Some log procedures that should be adhered to are:
- Mandatory shift logs are required for each shift
- If there is no activity or open problem to turnover, note that on the log.
Shift log entries use a defined format that will include:
- Details of the event
- Impact of the threat to the asset or organization
- The item descriptions found during the investigation while the event is researched
- Any recommendations for the next analyst that will take over the incident
Event and Incident Categorization
There are standards available that can categorize events and incidents. They can be defined in the Governance Risk and Compliance System and metrics can accordingly be tracked by these categories. Examples of these categories include:
- Training and exercises
- Root level intrusion (incident)
- User level intrusion (incident)
- Denial of service (incident)
- Malicious logic (incident)
- Unsuccessful activity attempt (event)
- Non-compliance activity (event)
- Reconnaissance (event)
- Investigating (event)
- Explained anomaly (event)
Incident Resolution and Escalation Procedures
During the resolution of an incident, the SOC might tie into an existing incident response practice or it could be included in the incident ticket record escalation process that is used to document the required steps by the SOC staff. The resolution of incidents many tasks will need to be completed, including:
- Documenting incident resolution and description
- Referencing any other incident record IDs or trouble tickets
- Closing the incident record and the communication method that is used to notify end users or tier level contacts
- Documenting the underlying root cause of the problem
Escalation procedures should also be in place and the SOC should have clearly defined procedures for the escalation tier that addresses at a minimum the following:
- Resources to assist with incident resolution
- Review of open incident records
- Status updates
- No response from customer
- Adding notes to the incident record
- Additional escalations
- Incident record closure
- High priority / high severity handling
- Lack of resolution
Third party resolution and escalation procedures are also needed and may include when a software patch or antivirus needs to be quickly developed. This could require a third party forensics investigation and analysis. Therefore the SOC should have a defined procedure for escalating these instances and appropriate contact for information to support the escalation process.

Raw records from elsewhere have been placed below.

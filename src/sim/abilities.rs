//! Ability activation engine
//!
//! Every activation runs the same gate: unlocked, off cooldown, enough
//! energy. On success the engine stamps the use time, deducts the cost, and
//! applies the effect through the entity mutators. Multi-stun is the one
//! deferred effect: its later pulses are scheduled against the simulation
//! clock and carry the run generation so a restart orphans them.

use glam::Vec2;

use super::input::TickInput;
use super::progression::{AbilityKind, AbilityStats, Progression};
use super::state::{Enemy, Player};
use crate::distance;

/// Gap between successive multi-stun pulses
const PULSE_SPACING_MS: u64 = 300;
/// Base radius of the first pulse; later pulses widen from here
const PULSE_BASE_RADIUS: f32 = 80.0;
const PULSE_RADIUS_STEP: f32 = 30.0;
/// Stun applied by each pulse
const PULSE_STUN_MS: u64 = 3000;

/// A scheduled multi-stun pulse
#[derive(Debug, Clone, Copy)]
pub struct StunPulse {
    pub fire_at_ms: u64,
    pub radius: f32,
    /// Run generation at scheduling time; stale pulses are dropped unfired
    pub generation: u32,
}

/// Cooldown bookkeeping and deferred-effect scheduling
#[derive(Debug, Clone, Default)]
pub struct AbilityEngine {
    /// Last activation per ability; `None` means never used this run
    last_use: [Option<u64>; 9],
    /// Renderer cue for the stun shockwave ring
    stun_flash_until: Option<u64>,
    pending_pulses: Vec<StunPulse>,
}

impl AbilityEngine {
    pub fn new() -> Self {
        Self::default()
    }

    /// Stats if the ability is unlocked and off cooldown
    fn gate(&self, kind: AbilityKind, now_ms: u64, progression: &Progression) -> Option<AbilityStats> {
        let stats = progression.stats(kind)?;
        if let Some(cooldown) = stats.cooldown_ms()
            && let Some(last) = self.last_use[kind.index()]
            && now_ms - last <= cooldown
        {
            return None;
        }
        Some(stats)
    }

    fn commit(&mut self, kind: AbilityKind, now_ms: u64, cost: f32, player: &mut Player) {
        self.last_use[kind.index()] = Some(now_ms);
        player.energy -= cost;
        log::debug!("{} used at {}ms", kind.name(), now_ms);
    }

    /// Radial stun around the player
    pub fn use_stun(
        &mut self,
        now_ms: u64,
        player: &mut Player,
        enemies: &mut [Enemy],
        progression: &Progression,
    ) -> bool {
        let Some(AbilityStats::Stun {
            duration_ms,
            radius,
            energy_cost,
            ..
        }) = self.gate(AbilityKind::Stun, now_ms, progression)
        else {
            return false;
        };
        if player.energy < energy_cost {
            return false;
        }

        for enemy in enemies.iter_mut() {
            if distance(player.pos, enemy.pos) <= radius {
                enemy.stun(now_ms, duration_ms);
            }
        }
        self.stun_flash_until = Some(now_ms + duration_ms.min(500));
        self.commit(AbilityKind::Stun, now_ms, energy_cost, player);
        true
    }

    /// Directional burst; defaults upward when the player is idle
    pub fn use_dash(
        &mut self,
        now_ms: u64,
        player: &mut Player,
        input: &TickInput,
        progression: &Progression,
    ) -> bool {
        let Some(AbilityStats::Dash {
            speed_mult,
            duration_ms,
            energy_cost,
            ..
        }) = self.gate(AbilityKind::Dash, now_ms, progression)
        else {
            return false;
        };
        if player.energy < energy_cost {
            return false;
        }

        player.start_dash(input.dash_direction(), speed_mult, duration_ms, now_ms);
        self.commit(AbilityKind::Dash, now_ms, energy_cost, player);
        true
    }

    pub fn use_shield(
        &mut self,
        now_ms: u64,
        player: &mut Player,
        progression: &Progression,
    ) -> bool {
        let Some(AbilityStats::Shield {
            duration_ms,
            energy_cost,
            ..
        }) = self.gate(AbilityKind::Shield, now_ms, progression)
        else {
            return false;
        };
        if player.energy < energy_cost {
            return false;
        }

        player.activate_shield(duration_ms, now_ms);
        self.commit(AbilityKind::Shield, now_ms, energy_cost, player);
        true
    }

    pub fn use_reload(
        &mut self,
        now_ms: u64,
        player: &mut Player,
        progression: &Progression,
    ) -> bool {
        let Some(AbilityStats::Reload { restore, .. }) =
            self.gate(AbilityKind::Reload, now_ms, progression)
        else {
            return false;
        };
        player.restore_energy(restore);
        self.commit(AbilityKind::Reload, now_ms, 0.0, player);
        true
    }

    pub fn use_heal(
        &mut self,
        now_ms: u64,
        player: &mut Player,
        progression: &Progression,
    ) -> bool {
        let Some(AbilityStats::Heal { restore, .. }) =
            self.gate(AbilityKind::Heal, now_ms, progression)
        else {
            return false;
        };
        player.restore_energy(restore);
        self.commit(AbilityKind::Heal, now_ms, 0.0, player);
        true
    }

    pub fn use_speed_boost(
        &mut self,
        now_ms: u64,
        player: &mut Player,
        progression: &mut Progression,
    ) -> bool {
        let Some(AbilityStats::SpeedBoost {
            boost, duration_ms, ..
        }) = self.gate(AbilityKind::SpeedBoost, now_ms, progression)
        else {
            return false;
        };
        progression.start_speed_boost(boost, now_ms + duration_ms);
        self.commit(AbilityKind::SpeedBoost, now_ms, 0.0, player);
        true
    }

    pub fn use_reflect(
        &mut self,
        now_ms: u64,
        player: &mut Player,
        progression: &mut Progression,
    ) -> bool {
        let Some(AbilityStats::Reflect {
            chance, duration_ms, ..
        }) = self.gate(AbilityKind::Reflect, now_ms, progression)
        else {
            return false;
        };
        progression.start_reflection(chance, now_ms + duration_ms);
        self.commit(AbilityKind::Reflect, now_ms, 0.0, player);
        true
    }

    /// Schedule a staggered sequence of widening stun pulses. The first
    /// pulse fires on this tick's update pass, the rest on later ticks.
    pub fn use_multi_stun(
        &mut self,
        now_ms: u64,
        generation: u32,
        player: &mut Player,
        progression: &Progression,
    ) -> bool {
        let Some(AbilityStats::MultiStun {
            pulses,
            energy_cost,
            ..
        }) = self.gate(AbilityKind::MultiStun, now_ms, progression)
        else {
            return false;
        };
        if player.energy < energy_cost {
            return false;
        }

        for i in 0..pulses {
            self.pending_pulses.push(StunPulse {
                fire_at_ms: now_ms + i as u64 * PULSE_SPACING_MS,
                radius: PULSE_BASE_RADIUS + PULSE_RADIUS_STEP * i as f32,
                generation,
            });
        }
        self.commit(AbilityKind::MultiStun, now_ms, energy_cost, player);
        true
    }

    /// Fire due pulses against live positions and expire the stun cue.
    /// Pulses scheduled before a restart never fire.
    pub fn update(
        &mut self,
        now_ms: u64,
        generation: u32,
        player_pos: Vec2,
        enemies: &mut [Enemy],
    ) {
        let mut i = 0;
        while i < self.pending_pulses.len() {
            let pulse = self.pending_pulses[i];
            if pulse.generation != generation {
                self.pending_pulses.swap_remove(i);
                continue;
            }
            if pulse.fire_at_ms > now_ms {
                i += 1;
                continue;
            }
            for enemy in enemies.iter_mut() {
                if distance(player_pos, enemy.pos) <= pulse.radius {
                    enemy.stun(now_ms, PULSE_STUN_MS);
                }
            }
            self.pending_pulses.swap_remove(i);
        }

        if matches!(self.stun_flash_until, Some(until) if now_ms >= until) {
            self.stun_flash_until = None;
        }
    }

    /// Whether the stun shockwave cue is live (renderer hint)
    pub fn is_stun_flash_active(&self) -> bool {
        self.stun_flash_until.is_some()
    }

    pub fn has_pending_pulses(&self) -> bool {
        !self.pending_pulses.is_empty()
    }

    /// Milliseconds until the ability is usable again; zero when ready.
    /// `None` for passives and abilities without a cooldown.
    pub fn cooldown_remaining(
        &self,
        kind: AbilityKind,
        now_ms: u64,
        progression: &Progression,
    ) -> Option<u64> {
        let cooldown = progression.stats(kind)?.cooldown_ms()?;
        match self.last_use[kind.index()] {
            None => Some(0),
            Some(last) => Some((last + cooldown).saturating_sub(now_ms)),
        }
    }
}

Incident Escalation Guidelines
It is a good practice to maintain a detailed contact list with information on internal contacts, distribution lists, third-party contacts and phone numbers. When it comes time to correct an incident there should be a defined process that will require the detection, isolation and resolution disciplines that has already been established and practiced by all levels of the SOC. This process should be documented in the incident response plan where applicable and should contain subject matter experts for each area in case assistance is needed to resolve the incident.

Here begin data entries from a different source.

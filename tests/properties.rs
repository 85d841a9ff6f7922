//! Property tests over the simulation core

use glam::Vec2;
use proptest::prelude::*;

use last_line::consts::*;
use last_line::sim::{
    AbilityKind, DebugCommand, GameState, TickInput, Triggers, debug, stats_for, tick,
};
use last_line::{distance, normalize_or_zero};

proptest! {
    #[test]
    fn distance_is_symmetric_and_nonnegative(
        ax in -500.0f32..500.0, ay in -500.0f32..500.0,
        bx in -500.0f32..500.0, by in -500.0f32..500.0,
    ) {
        let a = Vec2::new(ax, ay);
        let b = Vec2::new(bx, by);
        prop_assert!(distance(a, b) >= 0.0);
        prop_assert!((distance(a, b) - distance(b, a)).abs() < 1e-4);
    }

    #[test]
    fn normalize_output_is_unit_or_zero(x in -100.0f32..100.0, y in -100.0f32..100.0) {
        let n = normalize_or_zero(Vec2::new(x, y));
        let len = n.length();
        prop_assert!(len == 0.0 || (len - 1.0).abs() < 1e-5);
    }

    /// Cooldowns never grow and never underflow as an ability levels up
    #[test]
    fn cooldowns_shrink_monotonically(kind_idx in 0usize..9) {
        let kind = AbilityKind::ALL[kind_idx];
        let mut prev = None;
        for level in 1..=kind.max_level() {
            if let Some(cd) = stats_for(kind, level).cooldown_ms() {
                if let Some(p) = prev {
                    prop_assert!(cd <= p);
                }
                prop_assert!(cd > 0);
                prev = Some(cd);
            }
        }
    }

    /// Energy stays within [0, max] under arbitrary input sequences
    #[test]
    fn energy_stays_in_bounds(seed in 0u64..10_000, triggers in prop::collection::vec(0u8..8, 0..200)) {
        let mut state = GameState::new(seed);
        for t in triggers {
            let mut input = TickInput::default();
            input.triggers = Triggers {
                stun: t == 0,
                reload: t == 1,
                dash: t == 2,
                shield: t == 3,
                heal: t == 4,
                speed_boost: t == 5,
                multi_stun: t == 6,
                reflect: t == 7,
                ..Default::default()
            };
            let _ = tick(&mut state, &input);
            prop_assert!(state.player.energy >= 0.0);
            prop_assert!(state.player.energy <= state.player.max_energy);
        }
    }

    /// Wave escalation is monotonic and respects every cap and floor
    #[test]
    fn escalation_is_bounded(seed in 0u64..10_000, advances in 1usize..60) {
        let mut state = GameState::new(seed);
        let mut prev_quota = state.wave_quota;
        let mut prev_interval = state.spawn_interval_ms;
        let mut prev_speed = state.enemy_speed;

        for _ in 0..advances {
            debug::apply(&mut state, DebugCommand::ForceWave);
            state.pending_options = None;
            state.phase = last_line::sim::GamePhase::Playing;

            prop_assert!(state.wave_quota >= prev_quota);
            prop_assert!(state.wave_quota <= MAX_WAVE_QUOTA);
            prop_assert!(state.spawn_interval_ms <= prev_interval);
            prop_assert!(state.spawn_interval_ms >= MIN_SPAWN_INTERVAL_MS);
            prop_assert!(state.enemy_speed >= prev_speed);
            prop_assert!(state.enemy_speed <= ENEMY_MAX_SPEED + 1e-6);

            prev_quota = state.wave_quota;
            prev_interval = state.spawn_interval_ms;
            prev_speed = state.enemy_speed;
        }
    }

    /// Same seed and same inputs give the same trajectory
    #[test]
    fn identical_runs_stay_identical(seed in 0u64..10_000, moves in prop::collection::vec(0u8..5, 1..150)) {
        let mut a = GameState::new(seed);
        let mut b = GameState::new(seed);

        for m in moves {
            let movement = match m {
                0 => Vec2::ZERO,
                1 => Vec2::new(0.0, -1.0),
                2 => Vec2::new(0.0, 1.0),
                3 => Vec2::new(-1.0, 0.0),
                _ => Vec2::new(1.0, 0.0),
            };
            let input = TickInput { movement, ..Default::default() };
            let _ = tick(&mut a, &input);
            let _ = tick(&mut b, &input);
        }

        prop_assert_eq!(a.now_ms, b.now_ms);
        prop_assert_eq!(a.phase, b.phase);
        prop_assert_eq!(a.wave, b.wave);
        prop_assert_eq!(a.player.pos, b.player.pos);
        prop_assert_eq!(a.player.energy, b.player.energy);
        prop_assert_eq!(a.enemies.len(), b.enemies.len());
    }

    /// Generated choice cards are always distinct abilities
    #[test]
    fn choice_cards_are_distinct(seed in 0u64..10_000) {
        let mut state = GameState::new(seed);
        debug::apply(&mut state, DebugCommand::ForceWave);
        if let Some(options) = &state.pending_options {
            for i in 0..options.len() {
                for j in i + 1..options.len() {
                    prop_assert_ne!(options[i].kind, options[j].kind);
                }
            }
        }
    }
}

Functional responsibilities for each operator are also important. These responsibilities documenting the SOC functions and assigning them to each level is needed to ensure the tasks are handled and escalated properly. Some of these functions includes creating shift logs, taking inbound request and performs forensic investigations.

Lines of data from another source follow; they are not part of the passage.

//! Deterministic game simulation
//!
//! A pure fixed-timestep core with no rendering or platform dependencies:
//! the host feeds one [`TickInput`] per tick into [`tick`] and reads the
//! resulting [`GameState`]. Two runs with the same seed and the same input
//! sequence produce identical states.
//!
//! Submodules:
//! - `state`: entity models and the top-level [`GameState`]
//! - `input`: input accumulation and per-tick snapshots
//! - `progression`: ability catalog, rarity-weighted unlocks, timed buffs
//! - `abilities`: activation gating, cooldowns, deferred stun pulses
//! - `collision`: contact resolution and the collision policy
//! - `tick`: per-tick orchestration, spawning, and the wave machine
//! - `debug`: development command port

pub mod abilities;
pub mod collision;
pub mod debug;
pub mod input;
pub mod progression;
pub mod state;
pub mod tick;

pub use abilities::AbilityEngine;
pub use collision::{CollisionOutcome, CollisionPolicy};
pub use debug::DebugCommand;
pub use input::{Button, InputState, TickInput, Triggers};
pub use progression::{
    AbilityChoice, AbilityKind, AbilityOption, AbilityStats, OptionAction, Progression, stats_for,
};
pub use state::{
    BurstKind, DangerLevel, Enemy, EnemyKind, GamePhase, GameState, Particle, Player, PowerUp,
    Projectile,
};
pub use tick::{TickOutcome, tick};
//! Last Line entry point
//!
//! Headless demo run: a simple autopilot plays the simulation and logs its
//! progress. Useful for balance checks and for watching the wave machine
//! escalate without a renderer attached.

use std::time::{SystemTime, UNIX_EPOCH};

use glam::Vec2;
use last_line::consts::TICK_MS;
use last_line::hud::{AbilityStatus, HudSnapshot};
use last_line::sim::{AbilityKind, GamePhase, GameState, TickInput, TickOutcome, tick};
use last_line::{distance, normalize_or_zero};

/// Cap a demo run at ten simulated minutes
const MAX_TICKS: u64 = 10 * 60 * 1000 / TICK_MS;

fn main() {
    env_logger::init();

    let seed = std::env::args()
        .nth(1)
        .and_then(|arg| arg.parse().ok())
        .unwrap_or_else(|| {
            SystemTime::now()
                .duration_since(UNIX_EPOCH)
                .map(|d| d.as_millis() as u64)
                .unwrap_or(0)
        });

    log::info!("Last Line starting with seed {seed}");
    let mut state = GameState::new(seed);

    for _ in 0..MAX_TICKS {
        if state.phase == GamePhase::ChoosingAbility {
            if let Some(choice) = state.choose_ability(0) {
                log::info!("autopilot picked {}", choice.kind.name());
            }
        }

        let input = autopilot(&state);
        if tick(&mut state, &input) == TickOutcome::GameOver {
            break;
        }
    }

    let snap = HudSnapshot::capture(&state);
    log::info!(
        "run finished: wave {}, {:.1}s survived, {:.0}/{:.0} energy",
        snap.wave,
        snap.elapsed_ms as f64 / 1000.0,
        snap.energy,
        snap.max_energy
    );
}

/// Kite away from the nearest enemy, drift toward power-ups when calm,
/// and fire whatever ability is ready.
fn autopilot(state: &GameState) -> TickInput {
    let mut input = TickInput::default();
    let player = state.player.pos;

    let nearest_enemy = state
        .enemies
        .iter()
        .map(|e| e.pos)
        .min_by(|a, b| distance(player, *a).total_cmp(&distance(player, *b)));

    input.movement = match nearest_enemy {
        Some(enemy) if distance(player, enemy) < 120.0 => {
            // Flee, biased toward the arena center so we don't pin on a wall
            let flee = normalize_or_zero(player - enemy);
            let to_center = normalize_or_zero(state.arena() / 2.0 - player);
            normalize_or_zero(flee + to_center * 0.5)
        }
        _ => match state.power_ups.first() {
            Some(p) => normalize_or_zero(p.pos - player),
            None => Vec2::ZERO,
        },
    };

    let snap = HudSnapshot::capture(state);
    let low_energy = snap.energy < snap.max_energy * 0.4;
    let crowded = snap.enemy_count >= 3;
    for readout in &snap.abilities {
        if readout.status != AbilityStatus::Ready {
            continue;
        }
        match readout.kind {
            AbilityKind::Reload if low_energy => input.triggers.reload = true,
            AbilityKind::Heal if low_energy => input.triggers.heal = true,
            AbilityKind::Stun if crowded => input.triggers.stun = true,
            AbilityKind::MultiStun if crowded => input.triggers.multi_stun = true,
            AbilityKind::Shield if state.danger_level == last_line::sim::DangerLevel::Critical => {
                input.triggers.shield = true
            }
            AbilityKind::SpeedBoost if crowded => input.triggers.speed_boost = true,
            AbilityKind::Reflect if crowded => input.triggers.reflect = true,
            _ => {}
        }
    }

    input
}
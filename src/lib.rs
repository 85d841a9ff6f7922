//! Last Line - a top-down arena survival game
//!
//! Core modules:
//! - `sim`: Deterministic simulation (entities, abilities, waves, collisions)
//! - `hud`: Per-tick UI state snapshot for an external display layer
//! - `tuning`: Data-driven game balance

pub mod hud;
pub mod sim;
pub mod tuning;

pub use hud::{AbilityStatus, HudSnapshot};
pub use tuning::Tuning;

use glam::Vec2;

/// Game configuration constants
pub mod consts {
    /// Fixed simulation timestep in milliseconds (~60 Hz)
    pub const TICK_MS: u64 = 16;

    /// Arena dimensions
    pub const ARENA_WIDTH: f32 = 400.0;
    pub const ARENA_HEIGHT: f32 = 400.0;
    /// How far past the arena edge projectiles live before pruning
    pub const OFFSCREEN_MARGIN: f32 = 10.0;

    /// Player defaults
    pub const PLAYER_SIZE: f32 = 15.0;
    pub const PLAYER_SPEED: f32 = 3.0;
    pub const PLAYER_MAX_ENERGY: f32 = 100.0;
    /// Passive energy drain per tick
    pub const ENERGY_DRAIN_RATE: f32 = 0.05;
    /// Hitbox is deliberately smaller than the visual size
    pub const PLAYER_HITBOX_SCALE: f32 = 0.6;
    /// Post-hit grace window
    pub const INVULNERABILITY_MS: u64 = 1000;
    /// Energy lost per unshielded enemy or projectile contact
    pub const CONTACT_PENALTY: f32 = 15.0;

    /// Enemy defaults
    pub const ENEMY_SIZE: f32 = 12.0;
    pub const ENEMY_BASE_SPEED: f32 = 1.0;
    pub const ENEMY_MAX_SPEED: f32 = 3.0;
    pub const ENEMY_SPEED_INCREMENT: f32 = 0.2;
    pub const ENEMY_HITBOX_SCALE: f32 = 0.7;
    /// Spawn interval at wave 1, and its floor as waves escalate
    pub const INITIAL_SPAWN_INTERVAL_MS: u64 = 1000;
    pub const MIN_SPAWN_INTERVAL_MS: u64 = 300;
    pub const SPAWN_INTERVAL_DECREMENT_MS: u64 = 50;

    /// Wave defaults
    pub const INITIAL_WAVE_QUOTA: u32 = 5;
    pub const WAVE_QUOTA_INCREMENT: u32 = 2;
    pub const MAX_WAVE_QUOTA: u32 = 20;
    pub const WAVE_DURATION_MS: u64 = 30_000;
    /// Flat energy refund on wave advance (catch-up mechanism)
    pub const WAVE_ENERGY_BONUS: f32 = 20.0;

    /// Power-up defaults
    pub const POWERUP_SPAWN_INTERVAL_MS: u64 = 8000;
    pub const POWERUP_SIZE: f32 = 16.0;
    pub const POWERUP_ENERGY_BONUS: f32 = 30.0;
    pub const POWERUP_COLLECTION_SCALE: f32 = 1.2;
    /// Power-ups spawn at least this far from the player
    pub const POWERUP_SAFE_DISTANCE: f32 = 80.0;

    /// Projectile defaults
    pub const PROJECTILE_SPEED: f32 = 2.0;
    pub const PROJECTILE_SIZE: f32 = 4.0;
    pub const PROJECTILE_HITBOX_SCALE: f32 = 0.6;

    /// Particle friction per tick
    pub const PARTICLE_FRICTION: f32 = 0.98;
    /// Particle life lost per tick
    pub const PARTICLE_DECAY: f32 = 0.02;
}

/// Euclidean distance between two points
#[inline]
pub fn distance(a: Vec2, b: Vec2) -> f32 {
    (b - a).length()
}

/// Normalize a vector, returning zero for zero input
#[inline]
pub fn normalize_or_zero(v: Vec2) -> Vec2 {
    v.normalize_or_zero()
}

#[cfg(test)]
mod tests {
    use super::*;

    #[test]
    fn test_distance_symmetry() {
        let a = Vec2::new(12.0, -3.0);
        let b = Vec2::new(-7.5, 40.0);
        assert_eq!(distance(a, b), distance(b, a));
        assert_eq!(distance(a, a), 0.0);
    }

    #[test]
    fn test_distance_3_4_5() {
        assert!((distance(Vec2::ZERO, Vec2::new(3.0, 4.0)) - 5.0).abs() < 1e-6);
    }

    #[test]
    fn test_normalize_zero_is_zero() {
        assert_eq!(normalize_or_zero(Vec2::ZERO), Vec2::ZERO);
    }

    #[test]
    fn test_normalize_unit_length() {
        let n = normalize_or_zero(Vec2::new(-3.0, 7.0));
        assert!((n.length() - 1.0).abs() < 1e-6);
    }
}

In conclusion, larger corporations are now initiating security operations centers or SOCs to maintain their information security services. Well-designed centers can not only protect the company, it can also warn of impending incidents. A well designed SOC will have the proper procedures in place to assist with incidents and a structured and defined process that will minimize the amount of danger that could possible happen. The SOCs mission, charter , objectives and responsibilities are the most important component of the SOC and will ensure the longevity of the SOC.